Tompkins Weekly 4-4-16
By Gay Nicholoson
Gimme shelter. Well, that is if you can find any to share.
Sustainable Tompkins marks Earth Day on Saturday, April 23, by revisiting the teach-in format of the original celebration.
Just the other day, Ithaca made it onto another list of the best places to live. This time it’s not just the natural beauty and wineries being celebrated, but our new role as a “job epicenter” due to the recent surge in start-ups.
Meanwhile, Cornell continues to expand and add upwards of 200 additional students per year, and all those folks coming for school or to work have to sleep somewhere.
Data and statistics are scarce, but we’ve been hearing for a while about the extremely high cost of housing in the Ithaca area, along with many anecdotes about lower-income people, even long-term residents, being forced out of the city because they can’t afford the property taxes or the ever-increasing rents. Others who are anxious to buy a home and start a family can’t find anything on the market.
We think it is time for a community conversation on housing.
Sustainable Tompkins hosts the annual Earth Day Ithaca event where we feature our People’s Choice ‘Signs of Sustainability’ Awards along with exhibitors and featured speakers. This year we will be at GreenStar’s The Space on Saturday, April 23, from noon to 3 p.m. Instead of hosting an all-day affair, we will focus on conversation and celebration.
We are revisiting the teach-in format of the original Earth Day and participating in the International Earth Day Network’s Global Day of Conversation. In Ithaca, we will host a discussion about densification, gentrification, carrying capacity, and how to distribute costs and benefits as we add people to our community.
Our objective is to create a space for critical thinking about how our current housing system works and how it might be redesigned. As a prelude to that conversation, we have organized a weekly series of opinion articles in the Ithaca Times. Starting on March 16, elected officials, developers, and community leaders have been exploring what’s driving our current development patterns, and what options we have for accommodating new residents without decreasing quality of life or increasing gentrification.
In 2015, we saw many contested debates on proposed development projects and arguments over the best policy framework to assure adequate affordable housing. Typically, these debates focused on the merits of individual projects, which may have obscured our collective ability to examine underlying economic theories and governance philosophies.
We need to have a deeper discussion about rates, distribution, property taxes, and what endpoint we have in mind for ourselves. It is clear that Ithaca’s popularity is causing a housing affordability crisis for those already here. And the Ithaca area is slated for continued growth with additional infill projects, significant waterfront development, and housing complexes in several municipalities.

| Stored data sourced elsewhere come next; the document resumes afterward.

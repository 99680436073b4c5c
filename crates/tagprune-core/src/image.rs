//! Image records as listed from a registry repository.

use chrono::{DateTime, Utc};
use serde::{Deserialize, Serialize};

/// An image stored in a registry repository.
///
/// Records are fetched fresh on every run and never modified afterwards.
#[derive(Debug, Clone, PartialEq, Eq, Serialize, Deserialize)]
pub struct ImageRecord {
    /// Content digest (e.g. `sha256:...`). Unique within a repository.
    pub digest: String,

    /// Tags pointing at this image, in registry order. May be empty.
    #[serde(default)]
    pub tags: Vec<String>,

    /// When the image was pushed.
    pub pushed_at: DateTime<Utc>,
}

impl ImageRecord {
    /// Creates a new image record.
    #[must_use]
    pub fn new(digest: impl Into<String>, tags: Vec<String>, pushed_at: DateTime<Utc>) -> Self {
        Self {
            digest: digest.into(),
            tags,
            pushed_at,
        }
    }

    /// Returns the tags joined by a single space.
    ///
    /// This is the string rule patterns are matched against. An untagged
    /// image yields the empty string.
    ///
    /// # Examples
    ///
    /// ```
    /// use chrono::Utc;
    /// use tagprune_core::ImageRecord;
    ///
    /// let image = ImageRecord::new("sha256:abc", vec!["latest".into(), "v1".into()], Utc::now());
    /// assert_eq!(image.joined_tags(), "latest v1");
    /// ```
    #[must_use]
    pub fn joined_tags(&self) -> String {
        self.tags.join(" ")
    }

    /// Returns true if the image carries no tags.
    #[must_use]
    pub fn is_untagged(&self) -> bool {
        self.tags.is_empty()
    }
}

Most of the people being added to our population are students, retirees, and entrepreneurs attracted to Ithaca’s culture and knowledge economy. But what does this mean for working class residents? What will happen to Baby Boomer city residents as they retire and transition to smaller fixed incomes?
We hope you will join us for a community conversation as we try to develop more of a shared understanding of the systems in place and how they might be redesigned to push outcomes in the direction of fair access to housing, a thriving local economy, and healthy neighborhoods.
And don’t forget that we are celebrating the top vote-getters in our People’s Choice Signs of Sustainability Awards. Be sure to nominate your favorite five sustainability action heroes today. Just visit https://sustainabletompkins.org/vote/ and link to the survey from there. Then join us at Earth Day Ithaca on April 23 to find out if your nominees will be up on stage.
Thanks to our Earth Day sponsors, Renovus Solar, Beck Equipment, and GreenStar Natural Foods Market, we are able to host this community conversation and celebration of all the ways we are making the Ithaca area thrive for all of us.
Gay Nicholson is President of Sustainable Tompkins.